The families of entries concept fulfils a long-standing directory requirement that has been amplified by the ITU-T Rec. F.510 requirement for support Communications Addresses. A communications address as specified by ITU-T Rec. F.510 consists of the address itself, e.g. a telephone number. In addition several pieces of information are associated with such an address, such as the service provided, tariff, etc.

The Directory has the concept of multi-valued attributes. A multi-value attribute can store several values of the same type. As an example, a person can have several telephone numbers stored in a single attribute. However, there is no implied order of such attribute values. The administrator or the user may enter values in one order, while the directory implementation may store them and transmit them back to users in another order. It is therefore not possible to rely on the order of attribute values.

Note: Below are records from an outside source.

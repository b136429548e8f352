//! Account management HTTP handlers.
//!
//! This module implements the account-related API endpoints:
//! - POST /accounts - Create new account
//! - GET /accounts/:id - Get account by ID
//! - POST /accounts/:id/status - Change account status

use axum::{
    Json,
    extract::{Path, State},
    http::StatusCode,
};
use rust_decimal::Decimal;

use crate::{
    error::{self, AppError},
    models::{
        account::{
            Account, AccountResponse, AccountStatus, CreateAccountRequest, StatusChangeRequest,
            StatusChangeResponse,
        },
        money,
    },
    routes::AppState,
};

/// Create a new account.
///
/// # Endpoint
///
/// `POST /accounts`
///
/// # Request Body
///
/// ```json
/// {
///   "customer_id": 42,
///   "account_number": "ACC-1042",
///   "initial_balance": "2500.00"
/// }
/// ```
///
/// # Response
///
/// - **Success (201 Created)**: Returns the created account
/// - **Error (400)**: Negative or sub-cent initial balance
/// - **Error (409)**: Account number already exists
/// - **Error (500)**: Database error
///
/// # Identifier Generation
///
/// Account ids are assigned as `max(account_id) + 1`. The max-read and the
/// insert happen in one SQL transaction so ids cannot collide.
pub async fn create_account(
    State(state): State<AppState>,
    Json(request): Json<CreateAccountRequest>,
) -> Result<(StatusCode, Json<AccountResponse>), AppError> {
    if request.initial_balance < Decimal::ZERO {
        return Err(AppError::InvalidAmount(
            "initial balance must not be negative".to_string(),
        ));
    }
    let balance_cents = money::to_cents(request.initial_balance).ok_or_else(|| {
        AppError::InvalidAmount("initial balance must have at most two decimal places".to_string())
    })?;

    let customer_name = request
        .customer_name
        .unwrap_or_else(|| format!("Customer {}", request.customer_id));

    let mut tx = state.pool.begin().await?;

    let max_id: i64 = sqlx::query_scalar("SELECT COALESCE(MAX(account_id), 0) FROM accounts")
        .fetch_one(&mut *tx)
        .await?;

    let account = sqlx::query_as::<_, Account>(
        r#"
        INSERT INTO accounts
            (account_id, customer_id, account_number, account_type,
             balance_cents, currency, status, created_at, customer_name)
        VALUES (?, ?, ?, ?, ?, ?, ?, ?, ?)
        RETURNING account_id, customer_id, account_number, account_type,
                  balance_cents, currency, status, created_at, customer_name
        "#,
    )
    .bind(max_id + 1)
    .bind(request.customer_id)
    .bind(&request.account_number)
    .bind(&request.account_type)
    .bind(balance_cents)
    .bind(&request.currency)
    .bind(AccountStatus::Active)
    .bind(chrono::Utc::now())
    .bind(&customer_name)
    .fetch_one(&mut *tx)
    .await
    .map_err(|err| {
        if error::is_unique_violation(&err) {
            AppError::DuplicateAccount
        } else {
            err.into()
        }
    })?;

    tx.commit().await?;

    Ok((StatusCode::CREATED, Json(account.into())))
}

/// Get a specific account by ID.
///
/// # Endpoint
///
/// `GET /accounts/{id}`
///
/// # Response
///
/// - **Success (200 OK)**: Returns account details including the denormalized
///   customer name
/// - **Error (404)**: Account not found
pub async fn get_account(
    State(state): State<AppState>,
    Path(account_id): Path<i64>,
) -> Result<Json<AccountResponse>, AppError> {
    let account = sqlx::query_as::<_, Account>(
        r#"
        SELECT account_id, customer_id, account_number, account_type,
               balance_cents, currency, status, created_at, customer_name
        FROM accounts
        WHERE account_id = ?
        "#,
    )
    .bind(account_id)
    .fetch_optional(&state.pool)
    .await?
    // Return 404 if not found
    .ok_or(AppError::AccountNotFound)?;

    Ok(Json(account.into()))
}

/// Change an account's lifecycle status.
///
/// # Endpoint
///
/// `POST /accounts/{id}/status`
///
/// # Request Body
///
/// ```json
/// {"status": "FROZEN"}
/// ```
///
/// Any of ACTIVE, FROZEN, CLOSED may be set; unknown values are rejected at
/// deserialization time.
///
/// # Response
///
/// - **Success (200 OK)**: `{"account_id": 1, "status": "FROZEN"}`
/// - **Error (404)**: Account not found
pub async fn change_status(
    State(state): State<AppState>,
    Path(account_id): Path<i64>,
    Json(request): Json<StatusChangeRequest>,
) -> Result<Json<StatusChangeResponse>, AppError> {
    let updated = sqlx::query("UPDATE accounts SET status = ? WHERE account_id = ?")
        .bind(request.status)
        .bind(account_id)
        .execute(&state.pool)
        .await?
        .rows_affected();

    if updated == 0 {
        return Err(AppError::AccountNotFound);
    }

    tracing::info!("account {account_id} status set to {}", request.status);

    Ok(Json(StatusChangeResponse {
        account_id,
        status: request.status,
    }))
}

A user may want to store related information in two or more multi-valued attributes. As an example, two telephone numbers in a multi-valued attribute might be associated with different company locations. However, it is not possible to correlate the value in one attribute with a corresponding value in another attribute. As an example, the communications addresses problem cannot therefore be solved by several multi-valued attributes.

In principle, a complex attribute type could be devised where an attribute value would be a sequence of the communications address itself and its associated characteristics. Such an approach has several disadvantages.

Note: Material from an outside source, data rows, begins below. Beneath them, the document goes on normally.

#[derive(Deserialize, Debug, Default)]
struct QuoteBars {
    #[serde(default)]
    open: Vec<Option<f64>>,
    #[serde(default)]
    high: Vec<Option<f64>>,
    #[serde(default)]
    low: Vec<Option<f64>>,
    #[serde(default)]
    close: Vec<Option<f64>>,
    #[serde(default)]
    volume: Vec<Option<f64>>,
}

fn value_at(series: &[Option<f64>], index: usize) -> Option<f64> {
    series.get(index).copied().flatten()
}

fn to_datetime(ts: i64) -> Option<DateTime<Utc>> {
    Utc.timestamp_opt(ts, 0).single()
}

impl ChartItem {
    /// Timestamps and the first bar set, or `None` when either is missing.
    fn series(&self) -> Option<(&[i64], &QuoteBars)> {
        let timestamps = self.timestamp.as_deref().filter(|ts| !ts.is_empty())?;
        let bars = self.indicators.as_ref()?.quote.first()?;
        Some((timestamps, bars))
    }
}

fn parse_quote(data: YahooChartResponse, symbol: &str) -> Result<Quote, FetchError> {
    let item = data
        .chart
        .result
        .and_then(|items| items.into_iter().next())
        .ok_or_else(|| FetchError::Parse(format!("No data available for symbol: {symbol}")))?;

    let (timestamps, bars) = item
        .series()
        .ok_or_else(|| FetchError::Parse(format!("No quote data for symbol: {symbol}")))?;

    let latest = timestamps.len() - 1;
    let timestamp = to_datetime(timestamps[latest])
        .ok_or_else(|| FetchError::Parse(format!("Invalid timestamp {}", timestamps[latest])))?;

    let current_price = value_at(&bars.close, latest)
        .or(item.meta.regular_market_price)
        .ok_or_else(|| {
            FetchError::Parse(format!("No price data available for symbol: {symbol}"))
        })?;
    let previous_close = item.meta.previous_close.unwrap_or(current_price);
    let (day_change, day_change_percent) = quote::day_change(current_price, previous_close);

    Ok(Quote::Ok(QuoteSnapshot {
        symbol: symbol.to_string(),
        current_price,
        open_price: value_at(&bars.open, latest).unwrap_or(0.0),
        high_price: value_at(&bars.high, latest).unwrap_or(0.0),
        low_price: value_at(&bars.low, latest).unwrap_or(0.0),
        volume: value_at(&bars.volume, latest).unwrap_or(0.0) as u64,
        day_change,
        day_change_percent,
        timestamp,
        currency: item
            .meta
            .currency
            .clone()
            .unwrap_or_else(|| DEFAULT_CURRENCY.to_string()),
        provider: PROVIDER_ID.to_string(),
        insights: None,
    }))
}

/// Builds candles from the parallel bar arrays. A row is kept only when all
/// four prices are present and the volume array reaches that index; no
/// values are synthesised for missing rows.
fn parse_candles(data: YahooChartResponse) -> Vec<Candle> {
    let Some(item) = data.chart.result.and_then(|items| items.into_iter().next()) else {
        return Vec::new();
    };
    let Some((timestamps, bars)) = item.series() else {
        return Vec::new();
    };

    let mut candles: Vec<Candle> = timestamps
        .iter()
        .enumerate()
        .filter_map(|(i, ts)| {
            let volume = bars.volume.get(i)?;
            Some(Candle {
                timestamp: to_datetime(*ts)?,
                open: value_at(&bars.open, i)?,
                high: value_at(&bars.high, i)?,
                low: value_at(&bars.low, i)?,
                close: value_at(&bars.close, i)?,
                volume: volume.unwrap_or(0.0) as u64,
                indicators: None,
            })
        })
        .collect();

    candles.sort_by_key(|c| c.timestamp);
    candles
}

/// Primary adapter for Yahoo's public chart API.
pub struct YahooFinanceProvider {
    base_url: String,
    client: Client,
}

impl YahooFinanceProvider {
    pub fn new(base_url: &str, client: Client) -> Self {
        YahooFinanceProvider {
            base_url: base_url.trim_end_matches('/').to_string(),
            client,
        }
    }

    fn chart_url(&self, symbol: &str) -> String {
        format!("{}/v8/finance/chart/{}", self.base_url, symbol)
    }

    async fn get_chart(&self, url: &str) -> Result<YahooChartResponse, FetchError> {
        debug!("Requesting chart data from {}", url);

        let response = self.client.get(url).send().await?;
        let status = response.status();
        if !status.is_success() {
            return Err(FetchError::UpstreamStatus(status.as_u16()));
        }

        let text = response.text().await?;
        serde_json::from_str(&text).map_err(|e| {
            FetchError::Parse(format!("Failed to parse chart response from {url}: {e}"))
        })
    }
}

#[async_trait]
impl MarketDataProvider for YahooFinanceProvider {
    fn id(&self) -> &str {
        PROVIDER_ID
    }

    #[instrument(name = "YahooQuoteFetch", skip(self), fields(symbol = %symbol))]
    async fn fetch_quote(&self, symbol: &str) -> Result<Quote, FetchError> {
        let data = self.get_chart(&self.chart_url(symbol)).await?;
        parse_quote(data, symbol)
    }

    #[instrument(
        name = "YahooCandleFetch",
        skip(self),
        fields(symbol = %symbol, timeframe = %timeframe)
    )]
    async fn fetch_candles(
        &self,
        symbol: &str,
        timeframe: Timeframe,
    ) -> Result<Vec<Candle>, FetchError> {
        let (interval, range) = interval_and_range(timeframe);
        let url = format!(
            "{}?interval={}&range={}",
            self.chart_url(symbol),
            interval,
            range
        );
        let data = self.get_chart(&url).await?;
        Ok(parse_candles(data))
    }
}
pub mod analytics;
pub mod pending;
pub mod router;
pub mod yahoo_finance;

pub use router::ProviderRouter;
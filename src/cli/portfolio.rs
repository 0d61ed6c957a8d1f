use anyhow::{Context, Result};
use futures::future::join_all;
use std::fs;
use std::path::Path;
use tracing::{debug, warn};

use super::print_json;
use crate::core::portfolio::{PortfolioMetrics, Position, PositionInsights};
use crate::core::quote::Quote;
use crate::market_data::MarketData;

pub fn load_positions<P: AsRef<Path>>(path: P) -> Result<Vec<Position>> {
    let content = fs::read_to_string(path.as_ref())
        .with_context(|| format!("Failed to read positions file: {}", path.as_ref().display()))?;
    serde_yaml::from_str(&content)
        .with_context(|| format!("Failed to parse positions file: {}", path.as_ref().display()))
}

/// Applies a fetched quote to a position. Failed quotes leave the supplied
/// price untouched.
fn apply_quote(position: &mut Position, quote: &Quote) {
    let Some(snapshot) = quote.snapshot() else {
        warn!(
            symbol = %position.symbol,
            error = quote.error_message().unwrap_or_default(),
            "Keeping supplied price"
        );
        return;
    };
    position.current_price = snapshot.current_price;
    position.day_change = snapshot.day_change;
    if let Some(insights) = &snapshot.insights {
        position.insights = Some(PositionInsights {
            sentiment: Some(insights.sentiment),
            volatility: Some(insights.volatility),
            trend: Some(insights.trend.clone()),
        });
    }
}

/// Fetches current quotes for all positions concurrently and folds them in.
pub async fn refresh_positions(
    market_data: &MarketData,
    positions: &mut [Position],
    provider: &str,
) {
    let quotes = join_all(
        positions
            .iter()
            .map(|p| market_data.get_stock_quote(&p.symbol, provider)),
    )
    .await;

    for (position, quote) in positions.iter_mut().zip(quotes.iter()) {
        apply_quote(position, quote);
    }
    debug!(count = positions.len(), "Positions refreshed");
}

pub async fn evaluate(
    market_data: &MarketData,
    path: &Path,
    refresh: bool,
    provider: &str,
) -> Result<PortfolioMetrics> {
    let mut positions = load_positions(path)?;
    if refresh {
        refresh_positions(market_data, &mut positions, provider).await;
    }
    Ok(market_data.calculate_portfolio_metrics(&positions))
}

pub async fn run(
    market_data: &MarketData,
    path: &Path,
    refresh: bool,
    provider: &str,
) -> Result<()> {
    let metrics = evaluate(market_data, path, refresh, provider).await?;
    print_json(&metrics)
}
pub mod cli;
pub mod core;
pub mod market_data;
pub mod providers;

pub use crate::core::portfolio::calculate_portfolio_metrics;
pub use market_data::MarketData;

use anyhow::Result;
use std::path::PathBuf;
use tracing::{debug, info};

use crate::core::config::AppConfig;

/// Commands that run against a configured [`MarketData`] service.
#[derive(Debug, Clone)]
pub enum AppCommand {
    Quote {
        symbol: String,
        provider: String,
    },
    Candles {
        symbol: String,
        timeframe: String,
        provider: String,
        strict: bool,
    },
    Portfolio {
        path: PathBuf,
        refresh: bool,
        provider: String,
    },
}

pub async fn run_command(command: AppCommand, config_path: Option<&str>) -> Result<()> {
    info!("stockfeed starting...");

    let config = match config_path {
        Some(path) => AppConfig::load_from_path(path)?,
        None => AppConfig::load()?,
    };
    debug!("Loaded config: {config:#?}");

    let market_data = MarketData::from_config(&config)?;

    match command {
        AppCommand::Quote { symbol, provider } => {
            cli::quote::run(&market_data, &symbol, &provider).await
        }
        AppCommand::Candles {
            symbol,
            timeframe,
            provider,
            strict,
        } => cli::candles::run(&market_data, &symbol, &timeframe, &provider, strict).await,
        AppCommand::Portfolio {
            path,
            refresh,
            provider,
        } => cli::portfolio::run(&market_data, &path, refresh, &provider).await,
    }
}
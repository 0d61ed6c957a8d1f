//! Error taxonomy for upstream fetches and enrichment

use thiserror::Error;

/// Failure of a provider adapter or of provider resolution.
///
/// The orchestrator never lets these escape: quotes turn them into an
/// error-flagged [`Quote`](crate::core::quote::Quote) and candles into an
/// empty series. Callers that need the distinction use the strict
/// `try_` variants on [`MarketData`](crate::market_data::MarketData).
#[derive(Debug, Clone, PartialEq, Error)]
pub enum FetchError {
    #[error("Unsupported provider: {0}")]
    UnsupportedProvider(String),

    #[error("Upstream returned HTTP {0}")]
    UpstreamStatus(u16),

    #[error("Upstream unreachable: {0}")]
    UpstreamUnreachable(String),

    #[error("Parse error: {0}")]
    Parse(String),
}

impl From<reqwest::Error> for FetchError {
    fn from(e: reqwest::Error) -> Self {
        if e.is_decode() {
            return FetchError::Parse(e.to_string());
        }
        if let Some(status) = e.status() {
            return FetchError::UpstreamStatus(status.as_u16());
        }
        FetchError::UpstreamUnreachable(e.to_string())
    }
}

impl From<serde_json::Error> for FetchError {
    fn from(e: serde_json::Error) -> Self {
        FetchError::Parse(e.to_string())
    }
}

/// Failure of the optional analytics backend. Always swallowed by the
/// orchestrator and logged as a warning.
#[derive(Debug, Error)]
pub enum EnrichmentError {
    #[error("Analytics backend unreachable: {0}")]
    Unreachable(String),

    #[error("Analytics backend returned HTTP {0}")]
    Status(u16),

    #[error("Failed to parse analytics response: {0}")]
    Parse(String),
}

impl From<reqwest::Error> for EnrichmentError {
    fn from(e: reqwest::Error) -> Self {
        if e.is_decode() {
            EnrichmentError::Parse(e.to_string())
        } else {
            EnrichmentError::Unreachable(e.to_string())
        }
    }
}
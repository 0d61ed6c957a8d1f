//! Subscriber setup for the binary. Library code only emits events.
use anyhow::{Context, Result};
use tracing::level_filters::LevelFilter;
use tracing_subscriber::{
    EnvFilter, filter::Targets, fmt, layer::SubscriberExt, util::SubscriberInitExt,
};

const CRATE_TARGET: &str = env!("CARGO_CRATE_NAME");

/// Crate events at WARN and above are always shown; `verbose` opens up DEBUG.
fn crate_level(verbose: bool) -> LevelFilter {
    if verbose {
        LevelFilter::DEBUG
    } else {
        LevelFilter::WARN
    }
}

pub fn init_logging(verbose: bool) -> Result<()> {
    let level = crate_level(verbose);
    let targets = Targets::new()
        .with_default(LevelFilter::ERROR)
        .with_target(CRATE_TARGET, level);
    let env_filter = EnvFilter::builder()
        .with_default_directive(level.into())
        .from_env_lossy();

    let (pretty, compact) = if verbose {
        let layer = fmt::layer()
            .pretty()
            .without_time()
            .with_writer(std::io::stderr);
        (Some(layer), None)
    } else {
        let layer = fmt::layer()
            .compact()
            .without_time()
            .with_target(false)
            .with_writer(std::io::stderr);
        (None, Some(layer))
    };

    tracing_subscriber::registry()
        .with(pretty)
        .with(compact)
        .with(targets)
        .with(env_filter)
        .try_init()
        .context("Failed to install tracing subscriber")
}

  1. support for such an attribute type would require special implementation;
  2. a rather special complex matching would be required; and
  3. it is not possible to add new characteristics to a communications address without changing the attribute type and the corresponding implementation.

The families of entries approach can solve the above problem.

In the traditional entry structure, contained attributes are considered more or less mutually independent and each provides a piece of the information about an object. However, as illustrated by the communications address example, certain attributes may be related and together form a unity. Such attributes can be place in a special child entry subordinate to the main entry. Such a subordinate entry does not represent an object, only a confined part of an object.

Families of entries model

Families of entries model
Figure 1 - Families of entries model

The figure above illustrates some of the basic features of the family of entries concept.

It is possible to take two complementary views of the families of entries concept:

  1. A family of entries can be viewed as a subtree with the ordinary entry as the root. The ordinary entry is called the ancestor of the family. Family members below an ancestor have some of the characteristics of ordinary entries. Entry content and placement are controlled in the same way. In directory terms, a family member is an instance of a structural object class and zero or more auxiliary object classes that control the content of the entry. Structure rules determine the placement of family members. A family member also has a Relative Distinguished Name (RDN) and can thereby be individually addressed by directory operations.
  2. An ancestor together with its families represents a single real world object and can therefore be viewed as a single compound entry.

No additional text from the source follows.